Abstract

Chronic intermittent hypoxia (CIH) induces systemic (hypertension) and central alterations (mitochondrial dysfunction underlying cognitive deficits). We hypothesized that agonists of oestradiol receptors (ER) α and β prevent CIH-induced hypertension and brain mitochondrial dysfunction. Ovariectomized female rats were implanted with osmotic pumps delivering vehicle (Veh), the ERα agonist propylpyraoletriol (PPT - 30μg/kg/day) or the ERβ agonist diarylpropionitril (DPN - 100μg/kg/day). Animals were exposed to CIH (21%-10% FI O2 - 10 cycles/hour - 8hours/day - 7days) or normoxia. Arterial blood pressure was measured after CIH or normoxia exposures. Mitochondrial respiration and H2 O2 production were measured in brain cortex with high-resolution respirometry, as well as activity of complex I and IV of the electron transport chain, citrate synthase, pyruvate, and lactate dehydrogenase (PDH and LDH). Propylpyraoletriol but not DPN prevented the rise of arterial pressure induced by CIH. CIH exposures decreased O2 consumption, complex I activity, and increased H2 O2 production. CIH had no effect on citrate synthase activity, but decreased PDH activity and increased LDH activity indicating higher anaerobic glycolysis.

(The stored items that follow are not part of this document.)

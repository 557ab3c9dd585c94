//! # retrans - ftrace-based TCP retransmission watcher
//!
//! retrans arms the kernel's `tcp:tcp_retransmit_skb` tracepoint,
//! periodically drains the ftrace buffer, and prints one table row per
//! retransmitted segment. It is the tracefs sibling of BPF-based
//! retransmit tracers: no programs are loaded, only tracing control
//! files are written, so it works on any kernel that carries the
//! tracepoint (Linux 4.15+).
//!
//! ## Architecture Overview
//!
//! ```text
//! ┌──────────────────────────────────────────────────────────┐
//! │                  Kernel (ftrace)                         │
//! │  current_tracer ← nop                                    │
//! │  events/tcp/tcp_retransmit_skb/enable ← 1                │
//! └───────────────────────┬──────────────────────────────────┘
//!                         │ trace buffer lines
//!                         ▼
//! ┌──────────────────────────────────────────────────────────┐
//! │                 retrans (this crate)                     │
//! │                                                          │
//! │  ┌────────────┐   ┌────────────┐   ┌────────────┐        │
//! │  │ EventSource│──▶│ EventParser│──▶│  Reporter  │        │
//! │  │  (drain)   │   │ (grammar)  │   │  (stdout)  │        │
//! │  └────────────┘   └────────────┘   └────────────┘        │
//! │         ▲                                                │
//! │  ┌──────┴──────────────┐   ┌──────────────────────┐      │
//! │  │ TracepointController│   │ ShutdownCoordinator  │      │
//! │  │   (arm / disarm)    │   │ (signals, teardown)  │      │
//! │  └─────────────────────┘   └──────────────────────┘      │
//! └──────────────────────────────────────────────────────────┘
//! ```
//!
//! ## Module Structure
//!
//! - [`ftrace`]: tracing control-file plumbing
//!   - `controller`: arm/disarm the tracepoint, reset the tracer
//!   - `source`: timed drain-and-clear of the trace buffer
//! - [`event`]: the raw-line grammar and [`event::RetransmitRecord`]
//! - [`report`]: fixed-width table output
//! - [`lock`]: advisory single-instance marker-file lock
//! - [`shutdown`]: first-wins shutdown latch and signal fan-in
//! - [`preflight`]: privilege and tracefs checks before arming
//! - [`cli`]: command-line argument parsing
//! - [`domain`]: core types (`Pid`) and the error taxonomy
//!
//! ## Lifecycle Guarantees
//!
//! ftrace state is host-global, so the session is bracketed hard: the
//! lock is taken before any kernel state changes, and whether the run
//! ends cleanly, on a fatal error, or on a terminating signal, the
//! teardown sequence (clear buffer, disarm tracepoint, release lock)
//! executes exactly once.
//!
//! ## Typical Usage
//!
//! ```bash
//! # Watch retransmissions until Ctrl+C
//! sudo retrans
//!
//! # Sample for a minute with a 5 second drain interval
//! sudo retrans --duration 60 --interval 5
//! ```

pub mod cli;
pub mod domain;
pub mod event;
pub mod ftrace;
pub mod lock;
pub mod preflight;
pub mod report;
pub mod shutdown;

Propylpyraoletriol and DPN treatments prevented all these alterations. We conclude that in OVX female rats, the ERα agonist prevents from CIH-induced hypertension while both ERα and ERβ agonists prevent the brain mitochondrial dysfunction and metabolic switch induced by CIH. These findings may have implications for menopausal women suffering of sleep apnoea regarding hormonal therapy.